There, the experimental work to determine the atomic magnetic moments of the rare earths was continued. Moles, Duperier – already a world authority on cosmic radiation – and even his own son, Nicolás Cabrera, also collaborated in these measures.

In 1933 he was appointed secretary of the Paris-based International Committee for Weights and Measures. That same year he participated in the VII Solvay Conference, dedicated on that occasion to the structure of the atomic nucleus. He also participated in the creation of the Santander International Summer University –now the Menéndez Pelayo International University–, a center of which he was appointed rector the following year.

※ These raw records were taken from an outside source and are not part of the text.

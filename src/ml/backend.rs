//! Backend Selector
//!
//! Every pass runs on a `Place`. The CPU place is always available
//! (NdArray); the GPU place exists only when the crate is built with
//! `--features gpu` (wgpu). Work that must run on "whatever backend
//! the place maps to" implements `PlaceTask`.

use anyhow::Result;
use burn::backend::{
    ndarray::{NdArray, NdArrayDevice},
    Autodiff,
};
use burn::tensor::backend::AutodiffBackend;

pub type CpuBackend      = NdArray;
pub type CpuTrainBackend = Autodiff<CpuBackend>;

#[cfg(feature = "gpu")]
pub type GpuBackend = burn::backend::Wgpu;
#[cfg(feature = "gpu")]
pub type GpuTrainBackend = Autodiff<GpuBackend>;

#[derive(Debug, Clone, Copy, PartialEq, Eq, clap::ValueEnum)]
pub enum Place {
    Cpu,
    Gpu,
}

impl Place {
    /// Places in the order a full run visits them.
    pub const ALL: [Place; 2] = [Place::Cpu, Place::Gpu];

    /// Whether this binary can run on the place at all.
    pub fn is_compiled(self) -> bool {
        match self {
            Place::Cpu => true,
            Place::Gpu => cfg!(feature = "gpu"),
        }
    }
}

impl std::fmt::Display for Place {
    fn fmt(&self, f: &mut std::fmt::Formatter<'_>) -> std::fmt::Result {
        match self {
            Place::Cpu => write!(f, "CPU"),
            Place::Gpu => write!(f, "GPU"),
        }
    }
}

/// Work generic over the training backend. Inference-only tasks use
/// `B::InnerBackend`, which shares `B`'s device type.
pub trait PlaceTask {
    type Output;

    fn run<B: AutodiffBackend>(self, device: B::Device) -> Result<Self::Output>;
}

/// Run `task` on `place`; `Ok(None)` when the place is not compiled in.
pub fn dispatch<T: PlaceTask>(place: Place, task: T) -> Result<Option<T::Output>> {
    match place {
        Place::Cpu => task.run::<CpuTrainBackend>(NdArrayDevice::Cpu).map(Some),
        Place::Gpu => run_gpu(task),
    }
}

#[cfg(feature = "gpu")]
fn run_gpu<T: PlaceTask>(task: T) -> Result<Option<T::Output>> {
    let device = burn::backend::wgpu::WgpuDevice::default();
    tracing::info!("Using WGPU device: {:?}", device);
    task.run::<GpuTrainBackend>(device).map(Some)
}

#[cfg(not(feature = "gpu"))]
fn run_gpu<T: PlaceTask>(_task: T) -> Result<Option<T::Output>> {
    tracing::warn!("Built without the `gpu` feature, skipping GPU pass");
    Ok(None)
}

Unfortunately, at this Cantabrian university, he was surprised by the event that would cut short his brilliant career: the Spanish Civil War. After an incident with fascist students, he was forced to organize a group of 130 people to try to return to Madrid, first sailing by boat to the French border to avoid the national front.

With the Civil War, he left Spain to continue doing science

“We undertook that unfortunate trip,” Cabrera told Ortega in a letter, “in which, apart from the inconvenience of the passage to France after the fall of Irún, nothing happened until San Juan de Luz, where the entourage dissolved and the expedition was reduced to less than a hundred”.

But the environment in the Spanish capital was not conducive to science, and at the end of 1936 Cabrera left Spain for good and settled in Paris, where he continued his work in the International Committee of Weights and Measures. It is then that he again participates in the organization of the VIII Solvay Conference on elementary particles and their interactions, although in the end it is suspended as a result of the Second World War.

He was one of the founding members of the Spanish Society of Physics and Chemistry, and the Annals of this institution served as a platform to publish his first works. His experiments on electromagnetism at the Physical Research Laboratory were making him a world expert on the subject, but he felt the need to improve himself abroad.

In March of that year, another of his prestigious friends, Erwin Schrödinger –known for his contributions to quantum mechanics and his famous 'cat'–, sent Cabrera a letter in Spanish in these terms: “And what's up, how pass it vs.? What will become of the magnificent institute of him? Is there any hope of going back there? I guess these are the same questions that you ask yourself daily without being able to answer them. All this is a terrible misfortune."

Schrödinger, who had also been forced to leave Germany a few years earlier due to the rise of the Nazi Party, even went so far as to propose that Cabrera flee to South America: “I thought if, adding our two well-known names in the world – at least in the world of physics – we offered to transplant European physics to a remote place, in Peru, for example”.

Morally sunk in his exile 

In the end it would not be the Andean country where the Spanish physicist would go, but to Mexico. The impossibility of returning to Spain and the pressure from the Franco regime to make him leave the International Committee of Weights and Measures left him "morally devastated", as his son would remember years later. In 1941 Cabrera moved from Paris to the Aztec capital, where he was welcomed with open arms by the Autonomous University of Mexico.

There, in exile, he would spend the last days of his life. Cabrera died on August 1, 1945 due to Parkinson's disease, without his wishes to return to his homeland and rejoin his long-awaited National Institute of Physics and Chemistry fulfilled. "As in other cases, it was a tragedy, another victim of the Civil War," laments Sánchez Ron.

In any case, the legacy of his experiments and his words, such as those he addressed to Einstein during his visit to Madrid, remains: "I hope that at the end of your life, which will also be that of my generation, scientific Spain, which today As soon as you find it in embryo, it has reached the place that it has the inexcusable duty to occupy. So at least we think those for whom optimism is a motor virtue of progress.